Preparation and characterization of Bioglass®-based scaffolds reinforced by poly-vinyl alcohol/microfibrillated cellulose composite coating

The present work deals with the preparation and mechanical characterization of Bioglass^®-based porous scaffolds reinforced by a composite coating constituted by polyvinyl alcohol (PVA) and microfibrillated cellulose (MFC). Samples were produced by foam replication process, using a novel ethanol-based Bioglass^® slurry. The addition of PVA/MFC coating led to a 10 fold increase of compressive strength and a 20 fold increase of tensile strength in comparison with non-coated scaffolds. SEM observations of broken struts surfaces proved the reinforcing and toughening effect of the composite coating which were ascribed to crack bridging and fracture of cellulose fibrils. The mechanical properties of the coatings were investigated by tensile testing of PVA/MFC composite stripes. The stirring time of the PVA/MFC solution came out as a crucial parameter in order to achieve a more homogeneous dispersion of the fibers and therefore enhanced strength and stiffness.     
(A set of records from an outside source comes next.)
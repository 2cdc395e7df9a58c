//! HNSW batch insertion.
//!
//! A batch is appended to the arena first (items plus unconnected nodes with drawn
//! levels), then each new node is connected in id order:
//!
//! 1. Greedy ef=1 descent from the entry point down to the node's level + 1.
//! 2. On each layer from `min(level, entry_level)` down to 0: beam search with
//!    `ef_construction`, select neighbors, connect both directions, prune overflowing
//!    lists, and continue from the closest selected neighbor.
//! 3. Promote the node to entry point if its level exceeds the current one.

use crate::error::{HnswError, Result};
use crate::hnsw::distance::Distance;
use crate::hnsw::graph::{HnswConfig, Topology};
use crate::hnsw::index::{HnswIndex, IndexState};
use crate::hnsw::progress::{CancellationToken, ProgressReporter};
use crate::hnsw::random::RandomSource;
use crate::hnsw::search::{descend, search_layer, TravelingCosts};
use crate::hnsw::select::select_neighbors;
use crate::hnsw::visited::VisitedSet;
use std::ops::Range;
use tracing::{debug, warn};

/// Reusable buffers for one batch.
struct Scratch {
    visited: VisitedSet,
    layer: Vec<(f32, u32)>,
    prune: Vec<(f32, u32)>,
}

impl<D: Distance> HnswIndex<D> {
    /// Inserts a batch of items. Returns the id range assigned to them, in input order.
    pub fn add_items<V: AsRef<[f32]>>(
        &mut self,
        items: &[V],
        rng: &mut dyn RandomSource,
    ) -> Result<Range<u32>> {
        self.add_items_with(items, rng, None, None)
    }

    /// [`Self::add_items`] with progress reporting and cooperative cancellation.
    ///
    /// All vectors are validated before anything is stored. If the token is cancelled
    /// the call returns [`HnswError::Cancelled`] and the index stays in
    /// [`IndexState::Building`]; every later call then fails with
    /// [`HnswError::IncompleteBuild`]. Indexes loaded from storage refuse with
    /// [`HnswError::ReadOnly`].
    pub fn add_items_with<V: AsRef<[f32]>>(
        &mut self,
        items: &[V],
        rng: &mut dyn RandomSource,
        progress: Option<&dyn ProgressReporter>,
        cancel: Option<&CancellationToken>,
    ) -> Result<Range<u32>> {
        if self.read_only {
            return Err(HnswError::ReadOnly);
        }
        self.ensure_usable()?;
        self.core.items().check_dimensions(items)?;
        if items.is_empty() {
            let n = self.len() as u32;
            return Ok(n..n);
        }

        self.state = IndexState::Building;
        let ids = self.core.append(items, rng, &self.config);
        let total = ids.len();
        let mut scratch = Scratch {
            visited: VisitedSet::with_len(self.len()),
            layer: Vec::with_capacity(self.config().ef_construction + 1),
            prune: Vec::with_capacity(self.config().m_max0 + 1),
        };

        for (position, node) in ids.clone().enumerate() {
            if cancel.is_some_and(CancellationToken::is_cancelled) {
                warn!(
                    inserted = position,
                    total, "batch insert cancelled, index left incomplete"
                );
                return Err(HnswError::Cancelled);
            }
            self.insert_node(node, &mut scratch);
            if let Some(reporter) = progress {
                reporter.progress(position, total);
            }
        }

        self.state = IndexState::Ready;
        if let Some(cache) = self.core.cache.as_ref() {
            debug!(
                nodes = self.len(),
                hit_rate = cache.hit_rate(),
                lookups = cache.lookups(),
                "distance cache stats"
            );
        }
        debug!(
            added = total,
            nodes = self.len(),
            max_layer = ?self.max_layer(),
            "batch inserted"
        );
        Ok(ids)
    }

    fn insert_node(&mut self, node: u32, scratch: &mut Scratch) {
        let Some(entry) = self.entry_point else {
            self.entry_point = Some(node);
            return;
        };

        let config = &self.config;
        let core = &mut self.core;
        let topology = &mut core.topology;
        let level = topology.layer(node);
        let entry_level = topology.layer(entry);
        let mut costs =
            TravelingCosts::for_node(node, &core.items, &self.distance, core.cache.as_mut());

        // Phase 1: greedy descent through the layers above the node's level
        let (mut best, _) = descend(
            topology,
            entry,
            &mut costs,
            level.min(entry_level),
            &mut scratch.visited,
            &mut scratch.layer,
        );

        // Phase 2: connect on every shared layer
        for layer in (0..=level.min(entry_level)).rev() {
            scratch.layer.clear();
            search_layer(
                topology,
                best,
                &mut costs,
                layer,
                config.ef_construction,
                &mut scratch.visited,
                &mut scratch.layer,
            );
            let selected = select_neighbors(
                &scratch.layer,
                config.capacity(layer),
                layer,
                topology,
                &mut costs,
                config,
            );

            let mut best_dist = costs.from_anchor(best);
            for &(dist, neighbor) in &selected {
                connect(topology, &mut costs, config, node, neighbor, layer, &mut scratch.prune);
                connect(topology, &mut costs, config, neighbor, node, layer, &mut scratch.prune);
                if dist < best_dist {
                    best = neighbor;
                    best_dist = dist;
                }
            }
        }

        // Phase 3: promote
        if level > entry_level {
            self.entry_point = Some(node);
        }
    }
}

/// Adds `to` to `from`'s list on `layer`, re-selecting the list if it overflows.
///
/// Pruning is anchored at `from` and uses the configured selection policy, so the
/// list never exceeds the layer capacity.
fn connect<D: Distance + ?Sized>(
    topology: &mut Topology,
    costs: &mut TravelingCosts<'_, D>,
    config: &HnswConfig,
    from: u32,
    to: u32,
    layer: usize,
    prune: &mut Vec<(f32, u32)>,
) {
    if from == to {
        return;
    }
    let capacity = config.capacity(layer);
    let list = topology.neighbors_mut(from, layer);
    if list.contains(&to) {
        return;
    }
    list.push(to);
    if list.len() <= capacity {
        return;
    }

    let current = std::mem::take(list);
    let mut from_costs = costs.anchored_at(from);
    prune.clear();
    prune.extend(current.iter().map(|&id| (from_costs.from_anchor(id), id)));
    let kept = select_neighbors(prune.as_slice(), capacity, layer, topology, &mut from_costs, config);
    let list = topology.neighbors_mut(from, layer);
    list.extend(kept.into_iter().map(|(_, id)| id));
}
A study of the electrophoretic deposition of Bioglass® suspensions using the Taguchi experimental design approach

This paper presents a study of the Taguchi design method to optimise the rate of electrophoretic deposition (EPD) of Bioglass^® particles from aqueous suspensions. The effect of Bioglass^® concentration, pH and electric field was investigated. An orthogonal array of L₁₆ type with mixed levels of the control factors was utilized. Multivariate analysis of variance (MANOVA) and regression analysis based on the partial least-square method were used to identify the significant factors affecting the deposition rate and its stability during constant-voltage EPD. It was found that the pH of the suspension significantly influences the deposition rate whereas the applied electric field has the smallest effect on the deposition rate. In addition, the interaction between the Bioglass^® concentration and pH, which are key processing parameters influencing the deposition rate, was found to be significant. Although a high deposition rate was obtained at low electric field (5 V/cm) and pH 7, the instability of the suspension in particular at high Bioglass^® concentrations resulted in an increase in the variability of the deposition rate. The optimal EPD condition predicted was verified by experiments and good qualitative agreement was obtained. The experimental results and statistical analyses are discussed based on the current knowledge of the EPD of ceramic materials.